EXERCISE DETAILS: Copy out every line in the entries below that includes "this".

EXERCISE DATA:
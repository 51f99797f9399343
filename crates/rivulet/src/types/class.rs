use std::sync::Arc;

use crate::{
    builtins::Builtins,
    exception::{ExcType, RunResult},
    heap::{Heap, HeapData, HeapId, Trace},
    resource::ResourceTracker,
    types::Dict,
    value::Value,
};

/// A class created by `__build_class__`.
#[derive(Debug)]
pub(crate) struct Class {
    pub name: Arc<str>,
    pub qualname: Arc<str>,
    pub bases: Vec<Value>,
    /// User classes searched for attributes, this class first, depth-first over bases.
    pub mro: Vec<HeapId>,
    /// The builtin exception class this class derives from, if any.
    pub exc_base: Option<ExcType>,
    /// Namespace dict returned by the class body.
    pub namespace: HeapId,
}

impl Class {
    /// Computes the lookup order contributed by `bases` and the exception base they
    /// share, rejecting bases that cannot be subclassed.
    pub fn linearize(bases: &[Value], heap: &Heap<impl ResourceTracker>) -> RunResult<(Vec<HeapId>, Option<ExcType>)> {
        let mut mro: Vec<HeapId> = Vec::new();
        let mut exc_base = None;
        for base in bases {
            match base {
                Value::Ref(id) => match heap.get(*id) {
                    HeapData::Class(class) => {
                        for ancestor in &class.mro {
                            if !mro.contains(ancestor) {
                                mro.push(*ancestor);
                            }
                        }
                        exc_base = exc_base.or(class.exc_base);
                    }
                    other => return Err(bad_base(other.type_name())),
                },
                Value::ExcType(t) => exc_base = exc_base.or(Some(*t)),
                Value::Builtin(Builtins::Object) => {}
                other => return Err(bad_base(&other.type_name(heap))),
            }
        }
        Ok((mro, exc_base))
    }

    /// Whether `other` appears in this class's lookup order.
    pub fn derives_from(&self, other: HeapId) -> bool {
        self.mro.contains(&other)
    }
}

fn bad_base(type_name: &str) -> crate::exception::RunError {
    ExcType::type_error(format!("cannot inherit from '{type_name}' object"))
}

impl Trace for Class {
    fn mark_children(&self, work_list: &mut Vec<HeapId>) {
        self.bases.mark_children(work_list);
        work_list.extend_from_slice(&self.mro);
        work_list.push(self.namespace);
    }
}

/// An instance of a user class that does not derive from an exception.
#[derive(Debug)]
pub(crate) struct Instance {
    pub class: HeapId,
    pub attrs: Dict,
}

impl Trace for Instance {
    fn mark_children(&self, work_list: &mut Vec<HeapId>) {
        work_list.push(self.class);
        self.attrs.mark_children(work_list);
    }
}

/// Result of `super(class, receiver)`: attribute lookup starts after `class` in the
/// receiver's lookup order.
#[derive(Debug)]
pub(crate) struct SuperProxy {
    pub class: HeapId,
    pub receiver: Value,
}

EXPECTED ANSWER:
    /// User classes searched for attributes, this class first, depth-first over bases.
    /// The builtin exception class this class derives from, if any.
    /// Whether `other` appears in this class's lookup order.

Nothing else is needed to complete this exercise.